Add a third person, "Party C", to this system, able to engage in transactions with the first two persons. Party C may entertain
the private notion that he is entitled to take things claimed by Party A and hand some of them over to Party B. Parties A and B may
or may not hold similar views. Regardless of the unknowable individual views of any of the persons, there are no external factors at
work.
The procedure can be continued indefinitely, adding more persons to the system and restricting the groupings to arbitrary
spacetime intervals without loss of generality. A similar procedure of decomposition by arbitrary groups in arbitrary intervals
acheives the same result.
This demonstrates the non-existence of the State.
=======
> Well, I believe that nations are real, although they have at
> present nowhere near the integrity of people. They're real
> in the same way that corporations, communities, and baseball
> teams are real. Unlike you, I believe that we all understand
> the facts here, but disagree on the semantics (not, of course,
> to be confused with mere *terminology*).

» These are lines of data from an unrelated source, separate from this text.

//! Job title repository

use sqlx::PgPool;
use uuid::Uuid;

use super::search::{SearchField, Searchable};
use super::utils::TITLE_COLUMNS;
use crate::models::Title;

impl Searchable for Title {
    const TABLE: &'static str = "titles";
    const RESOURCE: &'static str = "Title";
    const COLUMNS: &'static str = TITLE_COLUMNS;
    const SEARCH_FIELDS: &'static [SearchField] = &[SearchField::Column("title_name")];
}

/// Repository for job title database operations
#[derive(Clone)]
pub struct TitleRepository {
    pool: PgPool,
}

impl TitleRepository {
    pub fn new(pool: PgPool) -> Self {
        Self { pool }
    }

    pub async fn create(&self, title_name: &str) -> Result<Title, sqlx::Error> {
        let sql = format!("INSERT INTO titles (title_name) VALUES ($1) RETURNING {TITLE_COLUMNS}");
        sqlx::query_as::<_, Title>(&sql)
            .bind(title_name)
            .fetch_one(&self.pool)
            .await
    }

    /// Rename a title; `Ok(None)` when it does not exist
    pub async fn update(
        &self,
        id: Uuid,
        title_name: Option<&str>,
    ) -> Result<Option<Title>, sqlx::Error> {
        let sql = format!(
            r#"
            UPDATE titles SET
                title_name = COALESCE($2, title_name),
                updated_at = NOW()
            WHERE id = $1
            RETURNING {TITLE_COLUMNS}
            "#
        );
        sqlx::query_as::<_, Title>(&sql)
            .bind(id)
            .bind(title_name)
            .fetch_optional(&self.pool)
            .await
    }
}
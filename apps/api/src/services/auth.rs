//! Authentication service for Workforce
//!
//! Stateless bearer tokens: login checks an Argon2 password hash and issues a
//! signed JWT access token; every request verifies the token without touching
//! the database.

use argon2::{
    password_hash::{rand_core::OsRng, PasswordHash, PasswordHasher, PasswordVerifier, SaltString},
    Argon2,
};
use chrono::{DateTime, Duration, Utc};
use jsonwebtoken::{decode, encode, DecodingKey, EncodingKey, Header, Validation};
use sqlx::PgPool;

use crate::error::{ApiError, ApiResult};
use crate::models::user::{Claims, User, TOKEN_ISSUER};
use crate::repositories::UserRepository;

/// Default access token lifetime (one day)
const DEFAULT_ACCESS_TTL_SECS: i64 = 24 * 3600;

/// Authentication service configuration
#[derive(Debug, Clone)]
pub struct AuthConfig {
    /// JWT signing secret
    pub jwt_secret: String,
    /// Access token TTL in seconds
    pub access_token_ttl_secs: i64,
    /// JWT issuer
    pub issuer: String,
    /// JWT audience
    pub audience: String,
}

impl AuthConfig {
    /// Create a new AuthConfig with the default TTL
    pub fn new(jwt_secret: String) -> Self {
        Self {
            jwt_secret,
            access_token_ttl_secs: DEFAULT_ACCESS_TTL_SECS,
            issuer: TOKEN_ISSUER.to_string(),
            audience: TOKEN_ISSUER.to_string(),
        }
    }

    /// Create AuthConfig from an expiry string (e.g. "15m", "1d")
    ///
    /// Unparseable strings fall back to the default TTL.
    pub fn with_expiry_string(jwt_secret: String, access_expiry: &str) -> Self {
        Self {
            access_token_ttl_secs: parse_duration_string(access_expiry)
                .unwrap_or(DEFAULT_ACCESS_TTL_SECS),
            ..Self::new(jwt_secret)
        }
    }
}

/// Parse duration strings like "15m", "7d", "24h" to seconds
fn parse_duration_string(s: &str) -> Option<i64> {
    let s = s.trim();
    if s.is_empty() {
        return None;
    }

    let (num_str, unit) = s.split_at(s.len() - 1);
    let num: i64 = num_str.parse().ok()?;

    match unit {
        "s" => Some(num),
        "m" => Some(num * 60),
        "h" => Some(num * 3600),
        "d" => Some(num * 24 * 3600),
        "w" => Some(num * 7 * 24 * 3600),
        _ => None,
    }
}

/// Signed access token handed to a client after login
#[derive(Debug, Clone)]
pub struct AccessToken {
    pub token: String,
    pub expires_at: DateTime<Utc>,
}

/// Authentication service providing login and token verification
#[derive(Clone)]
pub struct AuthService {
    users: UserRepository,
    config: AuthConfig,
    argon2: Argon2<'static>,
    /// Hash verified when the email is unknown, so both login failures take
    /// the same time
    dummy_password_hash: Option<String>,
}

impl AuthService {
    /// Create a new AuthService instance
    pub fn new(pool: PgPool, config: AuthConfig) -> Self {
        let argon2 = Argon2::default();

        let dummy_salt = SaltString::generate(&mut OsRng);
        let dummy_password_hash = argon2
            .hash_password(b"dummy_password_for_timing_attack_prevention", &dummy_salt)
            .map(|hash| hash.to_string())
            .map_err(|e| tracing::warn!(error = %e, "Failed to prepare dummy password hash"))
            .ok();

        Self {
            users: UserRepository::new(pool),
            config,
            argon2,
            dummy_password_hash,
        }
    }

    /// Authenticate with email and password
    ///
    /// # Errors
    /// - `ApiError::InvalidCredentials` if the email is unknown or the password is wrong
    pub async fn login(&self, email: &str, password: &str) -> ApiResult<(User, AccessToken)> {
        let user = self.users.find_by_email(email).await?;

        let user = match user {
            Some(user) if self.verify_password(password, &user.password_hash)? => user,
            Some(_) => {
                tracing::warn!(email = %email, "Login failed: invalid password");
                return Err(ApiError::InvalidCredentials);
            }
            None => {
                if let Some(dummy) = &self.dummy_password_hash {
                    let _ = self.verify_password(password, dummy);
                }
                tracing::warn!(email = %email, "Login failed: user not found");
                return Err(ApiError::InvalidCredentials);
            }
        };

        let token = self.issue_access_token(&user)?;

        tracing::info!(user_id = %user.id, role = %user.role, "User logged in");

        Ok((user, token))
    }

    /// Sign an access token for a user
    pub fn issue_access_token(&self, user: &User) -> ApiResult<AccessToken> {
        let mut claims = Claims::new(user, self.config.access_token_ttl_secs);
        claims.iss = self.config.issuer.clone();
        claims.aud = self.config.audience.clone();

        let token = encode(
            &Header::default(),
            &claims,
            &EncodingKey::from_secret(self.config.jwt_secret.as_bytes()),
        )?;

        Ok(AccessToken {
            token,
            expires_at: Utc::now() + Duration::seconds(self.config.access_token_ttl_secs),
        })
    }

    /// Verify an access token and return its claims
    ///
    /// # Errors
    /// - `ApiError::InvalidToken` if token is invalid, expired, or malformed
    pub fn verify_access_token(&self, token: &str) -> ApiResult<Claims> {
        let mut validation = Validation::default();
        validation.set_issuer(&[&self.config.issuer]);
        validation.set_audience(&[&self.config.audience]);

        let token_data = decode::<Claims>(
            token,
            &DecodingKey::from_secret(self.config.jwt_secret.as_bytes()),
            &validation,
        )
        .map_err(|e| {
            tracing::debug!(error = %e, "Access token verification failed");
            ApiError::InvalidToken(e.to_string())
        })?;

        Ok(token_data.claims)
    }

    /// Hash a password with Argon2id
    pub fn hash_password(&self, password: &str) -> ApiResult<String> {
        let salt = SaltString::generate(&mut OsRng);
        let hash = self
            .argon2
            .hash_password(password.as_bytes(), &salt)
            .map_err(|e| ApiError::Internal(format!("Password hashing failed: {}", e)))?;
        Ok(hash.to_string())
    }

    /// Verify a password against an Argon2id hash
    fn verify_password(&self, password: &str, hash: &str) -> ApiResult<bool> {
        let parsed_hash = PasswordHash::new(hash)
            .map_err(|e| ApiError::Internal(format!("Invalid password hash format: {}", e)))?;

        Ok(self
            .argon2
            .verify_password(password.as_bytes(), &parsed_hash)
            .is_ok())
    }
}

#[cfg(test)]
mod tests {
    use super::*;
    use crate::models::UserRole;
    use sqlx::postgres::PgPoolOptions;
    use uuid::Uuid;

    fn service(secret: &str) -> AuthService {
        let pool = PgPoolOptions::new()
            .connect_lazy("postgres://localhost/workforce_unused")
            .unwrap();
        AuthService::new(pool, AuthConfig::new(secret.to_string()))
    }

    fn user(role: UserRole) -> User {
        User {
            id: Uuid::new_v4(),
            email: "hr@example.com".into(),
            username: "hr".into(),
            first_name: Some("Hana".into()),
            last_name: None,
            password_hash: String::new(),
            role,
            created_at: Utc::now(),
            updated_at: Utc::now(),
        }
    }

    #[test]
    fn test_parse_duration_string() {
        assert_eq!(parse_duration_string("15m"), Some(900));
        assert_eq!(parse_duration_string("1d"), Some(86400));
        assert_eq!(parse_duration_string("24h"), Some(86400));
        assert_eq!(parse_duration_string("1w"), Some(604800));
        assert_eq!(parse_duration_string(""), None);
        assert_eq!(parse_duration_string("15x"), None);
    }

    #[test]
    fn test_auth_config_invalid_expiry_uses_default() {
        let config = AuthConfig::with_expiry_string("secret".to_string(), "soon");
        assert_eq!(config.access_token_ttl_secs, DEFAULT_ACCESS_TTL_SECS);
        assert_eq!(config.issuer, TOKEN_ISSUER);
    }

    #[tokio::test]
    async fn test_issued_token_verifies() {
        let auth = service("test-secret");
        let manager = user(UserRole::Manager);

        let token = auth.issue_access_token(&manager).unwrap();
        let claims = auth.verify_access_token(&token.token).unwrap();

        assert_eq!(claims.sub, manager.id);
        assert_eq!(claims.role, UserRole::Manager);
    }

    #[tokio::test]
    async fn test_token_signed_with_other_secret_is_rejected() {
        let token = service("secret-a")
            .issue_access_token(&user(UserRole::Admin))
            .unwrap();

        let err = service("secret-b")
            .verify_access_token(&token.token)
            .unwrap_err();
        assert_eq!(err.error_code(), "INVALID_TOKEN");
    }

    #[tokio::test]
    async fn test_password_hash_round_trip() {
        let auth = service("test-secret");
        let hash = auth.hash_password("correct horse").unwrap();

        assert!(auth.verify_password("correct horse", &hash).unwrap());
        assert!(!auth.verify_password("battery staple", &hash).unwrap());
    }
}
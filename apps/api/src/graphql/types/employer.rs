//! Employer GraphQL type

use async_graphql::{Context, Object, ID};
use chrono::{DateTime, Utc};

use super::user::User;
use crate::models::{Employer as DbEmployer, User as DbUser};

pub struct Employer {
    inner: DbEmployer,
}

impl From<DbEmployer> for Employer {
    fn from(employer: DbEmployer) -> Self {
        Self { inner: employer }
    }
}

#[Object]
impl Employer {
    async fn id(&self) -> ID {
        ID(self.inner.id.to_string())
    }

    async fn business_name(&self) -> &str {
        &self.inner.business_name
    }

    async fn phone_numbers(&self) -> Option<&str> {
        self.inner.phone_numbers.as_deref()
    }

    async fn website_link(&self) -> Option<&str> {
        self.inner.website_link.as_deref()
    }

    async fn address(&self) -> Option<&str> {
        self.inner.address.as_deref()
    }

    async fn contact_name(&self) -> Option<&str> {
        self.inner.contact_name.as_deref()
    }

    async fn contact_phone_number(&self) -> Option<&str> {
        self.inner.contact_phone_number.as_deref()
    }

    async fn contact_role(&self) -> Option<&str> {
        self.inner.contact_role.as_deref()
    }

    /// User account representing the employer
    async fn employer_details(&self, ctx: &Context<'_>) -> async_graphql::Result<Option<User>> {
        let user = super::related::<DbUser>(ctx, self.inner.user_id).await?;
        Ok(user.map(User::from))
    }

    async fn location(&self) -> Option<&str> {
        self.inner.location.as_deref()
    }

    async fn industry(&self) -> Option<&str> {
        self.inner.industry.as_deref()
    }

    async fn size(&self) -> Option<&str> {
        self.inner.size.as_deref()
    }

    async fn created_at(&self) -> DateTime<Utc> {
        self.inner.created_at
    }

    async fn updated_at(&self) -> DateTime<Utc> {
        self.inner.updated_at
    }
}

> "Despotic"? Don't you find the distinction between the regimes
> in the old U.S.S.R., Castro's Cuba, Hitler's Germany, or China
> and the US, UK, today's Germany worth anything?
Comparing and contrasting is a valuable analytic tool. The contrasts are often noted, less often we see the comparisons between
current US and Nazi Germany, the USSR, 1930's US, or the Roman Empire. Each of those examples provide valuable insights.
> If the US hadn't
> believed in itself,
see above
> then it would have succumbed to the USSR.
If certain alleged Americans (Council on Foreign Relations founders, for example) had not helped fund the Bolshevik coup, and helped
prop up the Soviet Union throughout its sordid history, it would have collapsed shortly after its construction.
> Or is your reading of history completely different from mine?
Of course it is! No two internal model-building entities can have identical interpretations of events.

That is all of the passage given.